Ainsi, l'intimé a affirmé avoir subi des dommages émotionnels à la suite du comportement des interrogateurs. Cet argument reposait, entre autres, sur un avis d'expert au nom du défendeur, étayé par un avis d'expert au nom du tribunal. Compte tenu de cela, il est nécessaire de conclure que c'est l'ensemble du comportement des interrogateurs qui a causé au défendeur le prétendu préjudice émotionnel. Au-delà du fait que cette conclusion repose sur des constatations factuelles, l'appelant n'a pas contesté le préjudice non pécuniaire et n'a pas remis en question les experts.
Résumé
- Un homme a été arrêté sous suspicion d'avoir commis une infraction. Sa détention a été prolongée à plusieurs reprises, et une inculpation a même été déposée contre lui.

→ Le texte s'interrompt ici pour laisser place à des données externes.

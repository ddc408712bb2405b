use crate::scope::sequence::{Sequence, SequenceStore};
use crate::scope::units::{secs_to_micros, MICROS_PER_SECOND};
use crate::scope::viewport::Viewport;
/// Minimum horizontal distance between two emitted segment ends.
pub const MIN_SEGMENT_SPACING_PX: f64 = 5.0;
/// Sequences starting further right than this (or than the canvas, if wider) are skipped outright.
pub const RIGHT_EDGE_CUTOFF_PX: f64 = 1000.0;
/// Byte samples are drawn upside down so larger values sit higher on screen.
const HEIGHT_BASELINE: f64 = 256.0;
const HEIGHT_MARGIN: f64 = 10.0;
/// Total canvas height needed for the full byte range.
pub const CANVAS_HEIGHT_PX: f64 = HEIGHT_BASELINE + 2.0 * HEIGHT_MARGIN;
#[derive(Clone, Copy, Debug, PartialEq)]
pub struct LineSegment {
    pub x1: f64,
    pub y1: f64,
    pub x2: f64,
    pub y2: f64,
}
pub fn value_to_height(value: u8) -> f64 {
    HEIGHT_BASELINE - f64::from(value) + HEIGHT_MARGIN
}
/// Envelope-preserving decimation of one sequence.
///
/// Samples closer than [`MIN_SEGMENT_SPACING_PX`] are folded into a vertical
/// min/max segment so spikes stay visible; runs of one sample per step are
/// joined by slope segments. The last sample always closes a segment, so a
/// sequence yields at most `ceil(pixel_width / 5) + 1` segments.
#[derive(Clone, Debug)]
pub struct SegmentIter<'a> {
    samples: &'a [u8],
    idx: usize,
    pos: f64,
    step: f64,
    pixel_width: f64,
    prev_pos: f64,
    prev_idx: usize,
    prev_height: f64,
    min_value: u8,
    max_value: u8,
}
impl<'a> SegmentIter<'a> {
    fn empty() -> Self {
        Self {
            samples: &[],
            idx: 0,
            pos: 0.0,
            step: 0.0,
            pixel_width: 0.0,
            prev_pos: 0.0,
            prev_idx: 0,
            prev_height: 0.0,
            min_value: 0,
            max_value: 0,
        }
    }
}
impl Iterator for SegmentIter<'_> {
    type Item = LineSegment;
    fn next(&mut self) -> Option<LineSegment> {
        while self.idx < self.samples.len() {
            let idx = self.idx;
            self.idx += 1;
            let value = self.samples[idx];
            self.pos += self.step;
            self.min_value = self.min_value.min(value);
            self.max_value = self.max_value.max(value);
            let is_last = idx + 1 == self.samples.len();
            let on_screen = self.pos > 0.0 && self.pos < self.pixel_width;
            if !(on_screen && self.pos - self.prev_pos >= MIN_SEGMENT_SPACING_PX) && !is_last {
                continue;
            }
            let height = value_to_height(value);
            let (y1, y2) = if idx == self.prev_idx + 1 {
                (self.prev_height, height)
            } else if value - self.min_value > self.max_value - value {
                (value_to_height(self.min_value), value_to_height(self.max_value))
            } else {
                (value_to_height(self.max_value), value_to_height(self.min_value))
            };
            let segment = LineSegment {
                x1: self.prev_pos,
                y1,
                x2: self.pos,
                y2,
            };
            self.prev_pos = self.pos;
            self.prev_idx = idx;
            self.prev_height = height;
            self.min_value = value;
            self.max_value = value;
            return Some(segment);
        }
        None
    }
}
/// Lazily renders one sequence against `viewport` on a canvas `pixel_width` wide.
pub fn render_sequence<'a>(sequence: &'a Sequence, viewport: &Viewport, pixel_width: f64) -> SegmentIter<'a> {
    let samples = sequence.samples.as_slice();
    if samples.len() < 2 || !(pixel_width > 0.0) || !(viewport.width_secs > 0.0) {
        return SegmentIter::empty();
    }
    let scale = pixel_width / viewport.width_secs; // pixels per second
    let display_start_micros = secs_to_micros(viewport.start_secs);
    let pos = (sequence.start_time_micros as f64 - display_start_micros as f64) / MICROS_PER_SECOND * scale;
    if pos > pixel_width.max(RIGHT_EDGE_CUTOFF_PX) {
        return SegmentIter::empty();
    }
    let first = samples[0];
    SegmentIter {
        samples,
        idx: 1,
        pos,
        step: sequence.sample_delay_secs() * scale,
        pixel_width,
        prev_pos: pos,
        prev_idx: 0,
        prev_height: value_to_height(first),
        min_value: first,
        max_value: first,
    }
}
/// Segments for every stored sequence that overlaps the viewport, in start-time order.
pub fn render_visible<'a>(
    store: &'a SequenceStore,
    viewport: Viewport,
    pixel_width: f64,
) -> impl Iterator<Item = LineSegment> + 'a {
    store
        .iter()
        .filter(move |s| s.intersects(viewport.start_secs, viewport.width_secs))
        .flat_map(move |s| render_sequence(s, &viewport, pixel_width))
}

Au bout d'un moment, l'homme a été libéré de détention. Par la suite, l'acte d'accusation a même été rejeté. Il souhaite désormais poursuivre l'État pour obtenir des dommages-intérêts. La loi lui permet de choisir entre deux volets : une réclamation en vertu de l'article 80 du Code pénal, ou une action pour négligence en vertu de l'Ordonnance sur la responsabilité Chaque piste présente un avantage et un inconvénient relatif par rapport aux autres. La charge de la preuve est plus légère dans la première partie : entre autres, le demandeur n'est pas tenu de prouver l'étendue du dommage qui lui a été causé ni l'existence d'un lien de causalité entre la négligence policière et le dommage. Il est possible de statuer conformément à l'article 80 même si « d'autres circonstances » – qui ne sont pas nécessairement l'absence de fondement de culpabilité – le justifient. Parallèlement, le montant de l'indemnisation auquel le demandeur peut avoir droit est plus important dans la seconde voie : l'indemnisation en vertu de l'article 80 a un plafond maximal, selon le nombre de jours de détention et la portée des frais de défense juridique. L'indemnisation en vertu de l'Ordonnance sur la responsabilité civile, en revanche, peut atteindre des sommes bien plus importantes. Cela dépend bien sûr du montant des dommages qui sera prouvé devant le tribunal et conformément à des considérations supplémentaires.
Le choix entre les deux voies est entre les mains du plaignant. Droit de choisir la trajectoire d'action selon Article 80, fondée sur le faible fardeau de la preuve qui lui incombe, et avec la volonté d'« absorber » la possibilité qu'il reçoive une compensation à une échelle limitée. Alternativement, il a le droit de choisir la voie d'une action en vertu de L'Ordonnance sur la responsabilité civile, dans l'espoir de gagner des sommes plus élevées. Cependant, dans ce cas, il doit se rappeler que la charge de la preuve est plus lourde. Il doit prouver – comme dans toute réclamation pour négligence – que tous les éléments du délit ont été remplis : un devoir conceptuel et concret de diligence, une négligence, un lien causal et un dommage. Ce n'est que s'il convainc le tribunal, avec la balance des probabilités requise, qu'il obtiendra une indemnisation.